Exercise goal
Copy each line of the records that includes "ServiceMode".

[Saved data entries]
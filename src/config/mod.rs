pub mod toml_config;

use crate::utils::error::Result;
use clap::Parser;
use toml_config::RelayConfig;

#[derive(Debug, Clone, Parser)]
#[command(name = "refactor-relay")]
#[command(about = "HTTP relay that forwards code refactoring requests to a hosted LLM")]
pub struct CliConfig {
    /// Path to TOML configuration file
    #[arg(short, long)]
    pub config: Option<String>,

    /// Override server.host
    #[arg(long)]
    pub host: Option<String>,

    /// Override server.port
    #[arg(long)]
    pub port: Option<u16>,

    /// Override provider.model
    #[arg(long)]
    pub model: Option<String>,

    /// Override provider.base_url
    #[arg(long)]
    pub api_base_url: Option<String>,

    /// Override provider.api_key_env
    #[arg(long)]
    pub api_key_env: Option<String>,

    /// Override provider.timeout_seconds
    #[arg(long)]
    pub timeout_secs: Option<u64>,

    /// Override mock.delay_ms
    #[arg(long)]
    pub mock_delay_ms: Option<u64>,

    #[arg(short, long, help = "Enable verbose output")]
    pub verbose: bool,

    #[arg(long, help = "Emit logs as JSON")]
    pub json_logs: bool,
}

impl CliConfig {
    /// 載入設定檔 (若有指定)，再套用命令列覆蓋設定
    pub fn load(&self) -> Result<RelayConfig> {
        let mut config = match &self.config {
            Some(path) => {
                tracing::info!("📁 Loading configuration from: {}", path);
                RelayConfig::from_file(path)?
            }
            None => RelayConfig::default(),
        };
        self.apply_overrides(&mut config);
        Ok(config)
    }

    pub fn apply_overrides(&self, config: &mut RelayConfig) {
        if let Some(host) = &self.host {
            config.server.host = host.clone();
        }
        if let Some(port) = self.port {
            config.server.port = port;
        }
        if let Some(model) = &self.model {
            config.provider.model = model.clone();
        }
        if let Some(base_url) = &self.api_base_url {
            config.provider.base_url = base_url.clone();
        }
        if let Some(api_key_env) = &self.api_key_env {
            config.provider.api_key_env = api_key_env.clone();
        }
        if let Some(timeout) = self.timeout_secs {
            config.provider.timeout_seconds = timeout;
        }
        if let Some(delay) = self.mock_delay_ms {
            config.mock.delay_ms = delay;
        }
    }
}
use serde::{Deserialize, Serialize};
use std::fmt;

/// 單次重構請求，兩個欄位都必須是非空字串
#[derive(Debug, Clone, PartialEq, Eq, Serialize, Deserialize)]
pub struct RefactorRequest {
    pub user_code: String,
    pub refactor_request: String,
}

#[derive(Debug, Clone, PartialEq, Eq, Serialize, Deserialize)]
pub struct RefactorResult {
    pub success: bool,
    pub refactored_code: String,
}

impl RefactorResult {
    pub fn succeeded(refactored_code: String) -> Self {
        Self {
            success: true,
            refactored_code,
        }
    }
}

/// 啟動時依憑證是否存在決定，之後不再變動
#[derive(Debug, Clone, Copy, PartialEq, Eq)]
pub enum ServiceMode {
    Mock,
    Live,
}

impl fmt::Display for ServiceMode {
    fn fmt(&self, f: &mut fmt::Formatter<'_>) -> fmt::Result {
        match self {
            ServiceMode::Mock => write!(f, "mock"),
            ServiceMode::Live => write!(f, "live"),
        }
    }
}
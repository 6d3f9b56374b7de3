use serde::{Deserialize, Serialize};

/// Overall outcome reported to callers.
#[derive(Debug, Clone, Copy, PartialEq, Eq, Hash, Serialize, Deserialize)]
#[serde(rename_all = "snake_case")]
pub enum GradingStatus {
    Success,
    InvalidRectangles,
    IncompleteDetection,
    DetectionError,
    InvalidImage,
    NoImage,
    UnexpectedError,
}

#[derive(Debug, Clone, Copy, PartialEq, Eq, Hash, Serialize, Deserialize)]
#[serde(rename_all = "snake_case")]
pub enum BlockStatus {
    /// Every expected bubble was found.
    Complete,
    /// The bubble count differs from what the answer key implies.
    Incomplete,
    /// Grading this block failed outright.
    Error,
}

/// One graded question. Questions and choices are numbered from one, as
/// printed on the sheet.
#[derive(Debug, Clone, PartialEq, Eq, Serialize, Deserialize)]
pub struct QuestionResult {
    pub question: usize,
    /// `None` when nothing is marked or two marks are too close to call.
    pub marked: Option<usize>,
    pub correct: usize,
    pub is_correct: bool,
}

#[derive(Debug, Clone, PartialEq, Serialize, Deserialize)]
pub struct BlockResult {
    /// One-based position of the block, counting from the left.
    pub area: usize,
    pub status: BlockStatus,
    #[serde(skip_serializing_if = "Option::is_none", default)]
    pub message: Option<String>,
    pub rectangle_detected: bool,
    pub bubbles_detected: usize,
    pub bubbles_expected: usize,
    pub all_bubbles_detected: bool,
    pub correct_answers: usize,
    pub score: f32,
    pub answers: Vec<QuestionResult>,
}

impl BlockResult {
    pub fn failed(area: usize, bubbles_expected: usize, message: String) -> Self {
        Self {
            area,
            status: BlockStatus::Error,
            message: Some(message),
            rectangle_detected: true,
            bubbles_detected: 0,
            bubbles_expected,
            all_bubbles_detected: false,
            correct_answers: 0,
            score: 0.0,
            answers: vec![],
        }
    }

    /// Whether any reported question resolved to no mark.
    pub fn has_unmarked_answers(&self) -> bool {
        self.answers.iter().any(|answer| answer.marked.is_none())
    }
}

#[derive(Debug, Clone, PartialEq, Serialize, Deserialize)]
pub struct Verdict {
    pub status: GradingStatus,
    pub message: String,
    pub results: Vec<BlockResult>,
}

impl Verdict {
    pub fn new(status: GradingStatus, message: impl Into<String>) -> Self {
        Self {
            status,
            message: message.into(),
            results: vec![],
        }
    }

    pub fn with_results(mut self, results: Vec<BlockResult>) -> Self {
        self.results = results;
        self
    }

    pub fn is_success(&self) -> bool {
        self.status == GradingStatus::Success
    }
}
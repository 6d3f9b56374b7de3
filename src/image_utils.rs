use image::imageops::{resize, FilterType};
use image::{GrayImage, Luma, Rgb, RgbImage};
use imageproc::contrast::otsu_level;
use imageproc::distance_transform::euclidean_squared_distance_transform;
use imageproc::drawing::draw_polygon_mut;
use imageproc::filter::gaussian_blur_f32;
use imageproc::point::Point;
use imageproc::rect::Rect;

use crate::geometry::get_contour_bounding_rect;

pub const WHITE: Luma<u8> = Luma([u8::MAX]);
pub const BLACK: Luma<u8> = Luma([u8::MIN]);

/// Foreground value in binarized images.
pub const INK: Luma<u8> = WHITE;

pub const RED: Rgb<u8> = Rgb([255, 0, 0]);
pub const GREEN: Rgb<u8> = Rgb([0, 255, 0]);
pub const BLUE: Rgb<u8> = Rgb([0, 0, 255]);
pub const PINK: Rgb<u8> = Rgb([255, 0, 255]);
pub const RAINBOW: [Rgb<u8>; 6] = [
    Rgb([255, 0, 0]),
    Rgb([255, 127, 0]),
    Rgb([255, 255, 0]),
    Rgb([0, 255, 0]),
    Rgb([0, 0, 255]),
    Rgb([139, 0, 255]),
];

/// Resizes an image to the given height, preserving its aspect ratio.
/// Images already at that height are returned as-is.
pub fn size_image_to_height(img: &RgbImage, height: u32) -> RgbImage {
    if img.height() == height || height == 0 {
        return img.clone();
    }
    let width = ((img.width() as f64 * height as f64 / img.height() as f64).round() as u32).max(1);
    resize(img, width, height, FilterType::Triangle)
}

/// Resizes an image to exactly the given dimensions.
pub fn size_image_to(img: &RgbImage, width: u32, height: u32) -> RgbImage {
    if img.dimensions() == (width, height) {
        return img.clone();
    }
    resize(img, width, height, FilterType::Triangle)
}

/// Standard deviation of the Gaussian kernel of the given odd size, using
/// the same rule common vision libraries use when no sigma is given.
pub fn kernel_sigma(kernel_size: u32) -> f32 {
    0.3 * ((kernel_size as f32 - 1.0) * 0.5 - 1.0) + 0.8
}

/// Blurs with a Gaussian equivalent to a `kernel_size` window. Kernels of
/// size 1 or less leave the image untouched.
pub fn blur(img: &GrayImage, kernel_size: u32) -> GrayImage {
    if kernel_size <= 1 {
        return img.clone();
    }
    gaussian_blur_f32(img, kernel_sigma(kernel_size))
}

/// Marks pixels darker than their Gaussian-weighted neighborhood mean (less
/// `offset`) as ink. Ink is white in the output.
pub fn adaptive_threshold_inv(img: &GrayImage, block_size: u32, offset: i32) -> GrayImage {
    let local_mean = blur(img, block_size.max(3));
    let mut out = GrayImage::new(img.width(), img.height());
    for (x, y, pixel) in img.enumerate_pixels() {
        let mean = local_mean.get_pixel(x, y).0[0] as i32;
        if (pixel.0[0] as i32) <= mean - offset {
            out.put_pixel(x, y, INK);
        }
    }
    out
}

/// Marks pixels at or below the Otsu level as ink.
pub fn otsu_threshold_inv(img: &GrayImage) -> GrayImage {
    let level = otsu_level(img);
    let mut out = GrayImage::new(img.width(), img.height());
    for (x, y, pixel) in img.enumerate_pixels() {
        if pixel.0[0] <= level {
            out.put_pixel(x, y, INK);
        }
    }
    out
}

/// Grows ink by a disk of the given radius.
pub fn dilate_disk(img: &GrayImage, radius: f64) -> GrayImage {
    let limit = radius * radius;
    let distances = euclidean_squared_distance_transform(img);
    let mut out = GrayImage::new(img.width(), img.height());
    for (x, y, distance) in distances.enumerate_pixels() {
        if distance.0[0] <= limit {
            out.put_pixel(x, y, INK);
        }
    }
    out
}

/// Shrinks ink by a disk of the given radius. Pixels beyond the image edge
/// do not erode.
pub fn erode_disk(img: &GrayImage, radius: f64) -> GrayImage {
    invert(&dilate_disk(&invert(img), radius))
}

/// Morphological closing with an elliptical (disk) structuring element
/// spanning `kernel_size` pixels.
pub fn close_elliptical(img: &GrayImage, kernel_size: u32) -> GrayImage {
    if kernel_size <= 1 {
        return img.clone();
    }
    let radius = (kernel_size as f64 - 1.0) / 2.0;
    erode_disk(&dilate_disk(img, radius), radius)
}

pub fn invert(img: &GrayImage) -> GrayImage {
    let mut out = img.clone();
    image::imageops::invert(&mut out);
    out
}

/// Counts ink pixels of `binary` inside the filled polygon.
pub fn count_ink_in_polygon(binary: &GrayImage, polygon: &[Point<i32>]) -> u32 {
    // the polygon drawer rejects an explicitly closed outline
    let polygon = match polygon {
        [first, .., last] if first == last => &polygon[..polygon.len() - 1],
        _ => polygon,
    };
    if polygon.len() < 3 {
        return 0;
    }
    let bounds = match get_contour_bounding_rect(polygon) {
        Some(bounds) => bounds,
        None => return 0,
    };
    let image_rect = Rect::at(0, 0).of_size(binary.width(), binary.height());
    let visible = match bounds.intersect(image_rect) {
        Some(visible) => visible,
        None => return 0,
    };

    let mut mask = GrayImage::new(bounds.width(), bounds.height());
    let local = polygon
        .iter()
        .map(|p| Point::new(p.x - bounds.left(), p.y - bounds.top()))
        .collect::<Vec<Point<i32>>>();
    draw_polygon_mut(&mut mask, &local, WHITE);

    let mut count = 0;
    for y in visible.top()..=visible.bottom() {
        for x in visible.left()..=visible.right() {
            let inside = mask
                .get_pixel((x - bounds.left()) as u32, (y - bounds.top()) as u32)
                .0[0]
                == WHITE.0[0];
            if inside && *binary.get_pixel(x as u32, y as u32) == INK {
                count += 1;
            }
        }
    }
    count
}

Response
pub enum ServiceMode {
impl fmt::Display for ServiceMode {
            ServiceMode::Mock => write!(f, "mock"),
            ServiceMode::Live => write!(f, "live"),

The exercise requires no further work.